WHAT TO DO: For each line of the listing that contains "common", make a copy and return it.

EXERCISE INPUT:
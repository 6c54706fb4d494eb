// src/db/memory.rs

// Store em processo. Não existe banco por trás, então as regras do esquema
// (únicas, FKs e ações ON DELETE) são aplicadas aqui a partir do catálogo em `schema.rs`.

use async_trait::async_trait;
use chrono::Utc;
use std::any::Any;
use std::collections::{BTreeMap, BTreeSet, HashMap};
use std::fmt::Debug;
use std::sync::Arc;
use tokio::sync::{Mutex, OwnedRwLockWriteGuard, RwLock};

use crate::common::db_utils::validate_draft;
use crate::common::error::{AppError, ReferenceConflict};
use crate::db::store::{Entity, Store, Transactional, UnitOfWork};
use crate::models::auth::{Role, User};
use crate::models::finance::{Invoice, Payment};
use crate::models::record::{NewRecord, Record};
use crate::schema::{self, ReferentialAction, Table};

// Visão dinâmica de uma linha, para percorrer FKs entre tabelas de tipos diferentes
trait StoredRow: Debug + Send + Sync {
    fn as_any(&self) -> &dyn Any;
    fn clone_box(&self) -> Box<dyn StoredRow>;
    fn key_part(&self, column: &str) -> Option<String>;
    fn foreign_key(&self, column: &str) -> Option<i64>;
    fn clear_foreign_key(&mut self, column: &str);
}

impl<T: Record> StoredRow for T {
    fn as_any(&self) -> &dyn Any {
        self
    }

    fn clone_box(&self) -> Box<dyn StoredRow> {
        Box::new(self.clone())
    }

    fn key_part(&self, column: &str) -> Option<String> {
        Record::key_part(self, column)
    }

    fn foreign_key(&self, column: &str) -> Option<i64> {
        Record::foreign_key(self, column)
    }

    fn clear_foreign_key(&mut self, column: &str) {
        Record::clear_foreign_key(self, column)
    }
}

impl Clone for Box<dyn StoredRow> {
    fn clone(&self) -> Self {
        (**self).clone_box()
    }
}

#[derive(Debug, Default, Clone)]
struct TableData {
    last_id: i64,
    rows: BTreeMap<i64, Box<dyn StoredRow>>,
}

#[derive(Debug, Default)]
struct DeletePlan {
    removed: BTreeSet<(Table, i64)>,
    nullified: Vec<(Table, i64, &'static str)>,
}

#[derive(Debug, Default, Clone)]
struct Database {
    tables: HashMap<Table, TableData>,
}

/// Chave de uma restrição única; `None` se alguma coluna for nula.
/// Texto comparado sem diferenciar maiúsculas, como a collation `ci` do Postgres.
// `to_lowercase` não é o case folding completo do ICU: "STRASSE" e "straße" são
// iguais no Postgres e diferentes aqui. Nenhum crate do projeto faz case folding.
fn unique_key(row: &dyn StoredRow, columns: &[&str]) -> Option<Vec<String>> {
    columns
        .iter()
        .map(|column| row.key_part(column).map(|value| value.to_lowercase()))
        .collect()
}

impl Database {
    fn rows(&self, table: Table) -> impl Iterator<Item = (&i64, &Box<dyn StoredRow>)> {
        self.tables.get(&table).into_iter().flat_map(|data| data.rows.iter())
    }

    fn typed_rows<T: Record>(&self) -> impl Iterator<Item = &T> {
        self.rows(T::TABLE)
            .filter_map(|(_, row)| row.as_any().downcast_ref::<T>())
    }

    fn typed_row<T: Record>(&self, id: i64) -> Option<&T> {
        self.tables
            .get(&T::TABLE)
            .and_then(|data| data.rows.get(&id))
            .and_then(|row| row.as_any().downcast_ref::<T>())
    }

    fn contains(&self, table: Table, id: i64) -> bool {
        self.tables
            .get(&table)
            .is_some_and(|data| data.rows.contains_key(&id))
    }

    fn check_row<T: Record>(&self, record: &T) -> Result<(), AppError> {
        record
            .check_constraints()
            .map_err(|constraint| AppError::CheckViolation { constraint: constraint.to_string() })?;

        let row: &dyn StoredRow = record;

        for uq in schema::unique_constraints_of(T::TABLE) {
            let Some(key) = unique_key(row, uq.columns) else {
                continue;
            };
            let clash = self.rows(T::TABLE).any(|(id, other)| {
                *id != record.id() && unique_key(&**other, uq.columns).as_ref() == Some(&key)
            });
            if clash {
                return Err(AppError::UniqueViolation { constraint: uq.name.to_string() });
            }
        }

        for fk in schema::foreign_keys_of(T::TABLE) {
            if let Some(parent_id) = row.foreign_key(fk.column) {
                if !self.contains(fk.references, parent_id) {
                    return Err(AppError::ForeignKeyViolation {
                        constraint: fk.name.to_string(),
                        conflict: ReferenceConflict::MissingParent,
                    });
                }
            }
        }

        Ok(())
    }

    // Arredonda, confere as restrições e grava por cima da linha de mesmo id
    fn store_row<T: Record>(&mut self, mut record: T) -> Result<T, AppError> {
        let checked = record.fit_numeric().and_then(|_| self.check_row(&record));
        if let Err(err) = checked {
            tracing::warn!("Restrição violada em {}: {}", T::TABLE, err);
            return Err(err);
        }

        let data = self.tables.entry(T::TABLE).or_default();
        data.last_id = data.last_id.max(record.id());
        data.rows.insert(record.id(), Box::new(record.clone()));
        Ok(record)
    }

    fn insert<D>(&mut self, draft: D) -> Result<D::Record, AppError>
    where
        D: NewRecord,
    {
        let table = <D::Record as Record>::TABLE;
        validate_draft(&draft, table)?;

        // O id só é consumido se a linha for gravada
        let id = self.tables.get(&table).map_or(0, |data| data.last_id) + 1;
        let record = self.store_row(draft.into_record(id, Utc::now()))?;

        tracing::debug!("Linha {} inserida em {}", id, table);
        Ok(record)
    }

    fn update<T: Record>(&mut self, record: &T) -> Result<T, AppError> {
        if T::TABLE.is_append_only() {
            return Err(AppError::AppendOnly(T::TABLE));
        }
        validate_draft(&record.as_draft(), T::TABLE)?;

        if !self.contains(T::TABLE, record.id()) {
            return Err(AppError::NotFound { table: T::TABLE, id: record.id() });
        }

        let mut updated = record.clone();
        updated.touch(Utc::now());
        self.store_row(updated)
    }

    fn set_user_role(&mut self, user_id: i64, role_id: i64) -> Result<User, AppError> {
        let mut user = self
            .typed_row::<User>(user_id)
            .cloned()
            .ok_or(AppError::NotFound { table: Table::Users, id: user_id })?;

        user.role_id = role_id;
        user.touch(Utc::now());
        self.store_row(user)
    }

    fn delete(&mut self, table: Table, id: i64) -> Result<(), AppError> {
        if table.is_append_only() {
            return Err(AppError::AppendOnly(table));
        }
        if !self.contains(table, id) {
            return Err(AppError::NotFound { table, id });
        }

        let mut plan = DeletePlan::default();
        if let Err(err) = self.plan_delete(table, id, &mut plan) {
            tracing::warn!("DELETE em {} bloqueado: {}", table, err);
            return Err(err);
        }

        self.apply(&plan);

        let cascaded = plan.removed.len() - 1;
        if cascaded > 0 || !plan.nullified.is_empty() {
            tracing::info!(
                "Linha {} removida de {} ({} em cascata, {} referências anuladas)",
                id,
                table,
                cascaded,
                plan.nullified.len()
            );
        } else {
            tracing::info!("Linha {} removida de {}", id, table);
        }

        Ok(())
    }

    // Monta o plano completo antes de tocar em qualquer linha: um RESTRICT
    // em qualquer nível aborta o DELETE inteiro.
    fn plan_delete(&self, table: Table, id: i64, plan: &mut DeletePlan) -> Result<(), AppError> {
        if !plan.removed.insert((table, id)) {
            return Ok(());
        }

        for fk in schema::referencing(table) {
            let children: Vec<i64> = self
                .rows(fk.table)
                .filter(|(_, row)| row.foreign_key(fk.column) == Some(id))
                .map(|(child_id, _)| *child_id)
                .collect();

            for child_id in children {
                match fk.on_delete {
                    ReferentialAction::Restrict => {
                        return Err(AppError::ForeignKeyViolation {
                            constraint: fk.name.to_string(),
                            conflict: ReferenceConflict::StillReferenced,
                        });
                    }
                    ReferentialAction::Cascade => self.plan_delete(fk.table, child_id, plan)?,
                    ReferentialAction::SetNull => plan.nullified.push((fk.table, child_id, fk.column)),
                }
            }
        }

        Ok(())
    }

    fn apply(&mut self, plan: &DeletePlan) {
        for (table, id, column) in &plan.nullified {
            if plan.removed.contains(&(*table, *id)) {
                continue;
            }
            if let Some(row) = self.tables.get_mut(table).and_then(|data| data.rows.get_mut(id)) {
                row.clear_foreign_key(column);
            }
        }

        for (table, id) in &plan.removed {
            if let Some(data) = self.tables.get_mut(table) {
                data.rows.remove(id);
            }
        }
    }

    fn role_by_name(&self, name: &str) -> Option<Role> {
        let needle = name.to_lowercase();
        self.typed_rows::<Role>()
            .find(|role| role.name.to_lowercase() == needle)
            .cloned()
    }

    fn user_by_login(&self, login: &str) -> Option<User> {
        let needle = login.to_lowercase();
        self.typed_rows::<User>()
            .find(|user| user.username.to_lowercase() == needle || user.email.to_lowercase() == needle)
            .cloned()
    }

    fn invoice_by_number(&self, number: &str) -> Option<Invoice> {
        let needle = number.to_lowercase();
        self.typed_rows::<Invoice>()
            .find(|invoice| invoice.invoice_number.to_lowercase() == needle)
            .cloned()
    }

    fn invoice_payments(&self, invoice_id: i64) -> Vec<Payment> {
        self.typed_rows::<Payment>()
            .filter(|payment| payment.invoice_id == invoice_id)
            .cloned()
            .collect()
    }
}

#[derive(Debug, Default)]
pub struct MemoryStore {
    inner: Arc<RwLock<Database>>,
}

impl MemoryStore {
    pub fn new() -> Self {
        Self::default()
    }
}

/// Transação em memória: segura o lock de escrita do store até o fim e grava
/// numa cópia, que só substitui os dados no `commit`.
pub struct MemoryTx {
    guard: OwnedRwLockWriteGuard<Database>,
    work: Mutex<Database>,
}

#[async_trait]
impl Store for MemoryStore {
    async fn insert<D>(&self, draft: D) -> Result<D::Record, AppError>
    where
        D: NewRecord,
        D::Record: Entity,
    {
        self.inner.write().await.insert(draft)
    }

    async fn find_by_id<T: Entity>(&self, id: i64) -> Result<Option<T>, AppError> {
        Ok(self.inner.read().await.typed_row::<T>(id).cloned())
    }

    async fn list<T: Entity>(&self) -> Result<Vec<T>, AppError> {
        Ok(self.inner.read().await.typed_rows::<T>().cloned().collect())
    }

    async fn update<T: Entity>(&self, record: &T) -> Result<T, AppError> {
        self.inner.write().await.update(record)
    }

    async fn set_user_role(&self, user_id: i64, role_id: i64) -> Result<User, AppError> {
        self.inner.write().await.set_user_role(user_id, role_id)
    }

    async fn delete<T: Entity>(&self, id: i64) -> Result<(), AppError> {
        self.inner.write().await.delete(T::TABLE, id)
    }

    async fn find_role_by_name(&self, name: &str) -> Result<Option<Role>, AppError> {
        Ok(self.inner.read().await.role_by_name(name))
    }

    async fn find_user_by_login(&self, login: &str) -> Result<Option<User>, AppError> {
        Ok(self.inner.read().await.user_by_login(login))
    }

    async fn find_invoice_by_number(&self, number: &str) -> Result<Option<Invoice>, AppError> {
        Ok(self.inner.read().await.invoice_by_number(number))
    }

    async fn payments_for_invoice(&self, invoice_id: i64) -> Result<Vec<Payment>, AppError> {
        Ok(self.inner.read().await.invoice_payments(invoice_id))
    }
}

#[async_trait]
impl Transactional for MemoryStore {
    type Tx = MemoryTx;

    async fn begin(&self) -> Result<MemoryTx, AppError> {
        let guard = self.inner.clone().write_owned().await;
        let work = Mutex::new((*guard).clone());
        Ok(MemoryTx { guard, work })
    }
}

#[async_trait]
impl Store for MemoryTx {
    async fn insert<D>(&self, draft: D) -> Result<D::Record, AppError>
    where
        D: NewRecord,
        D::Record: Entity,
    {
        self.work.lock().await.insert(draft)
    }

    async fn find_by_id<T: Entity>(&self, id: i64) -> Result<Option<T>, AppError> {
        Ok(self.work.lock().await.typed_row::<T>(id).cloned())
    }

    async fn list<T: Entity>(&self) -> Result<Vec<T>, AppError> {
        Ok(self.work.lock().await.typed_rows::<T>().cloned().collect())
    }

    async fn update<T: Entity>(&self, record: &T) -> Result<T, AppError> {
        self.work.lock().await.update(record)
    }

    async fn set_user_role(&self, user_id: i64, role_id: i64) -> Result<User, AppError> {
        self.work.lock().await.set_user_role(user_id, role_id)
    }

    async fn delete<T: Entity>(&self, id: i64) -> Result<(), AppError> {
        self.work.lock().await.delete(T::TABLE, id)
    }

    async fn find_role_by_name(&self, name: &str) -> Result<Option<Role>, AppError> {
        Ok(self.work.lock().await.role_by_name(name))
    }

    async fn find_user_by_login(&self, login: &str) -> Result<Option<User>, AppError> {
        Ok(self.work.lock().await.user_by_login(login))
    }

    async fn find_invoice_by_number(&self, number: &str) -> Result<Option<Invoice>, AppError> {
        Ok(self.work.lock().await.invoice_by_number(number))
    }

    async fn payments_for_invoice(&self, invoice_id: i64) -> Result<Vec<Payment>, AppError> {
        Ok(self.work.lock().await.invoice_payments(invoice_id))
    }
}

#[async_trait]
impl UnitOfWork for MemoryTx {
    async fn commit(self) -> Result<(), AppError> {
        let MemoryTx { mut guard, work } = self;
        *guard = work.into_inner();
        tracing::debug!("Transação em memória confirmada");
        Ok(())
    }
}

OUTPUT OF THE TASK:
use crate::common::db_utils::validate_draft;
use crate::common::error::{AppError, ReferenceConflict};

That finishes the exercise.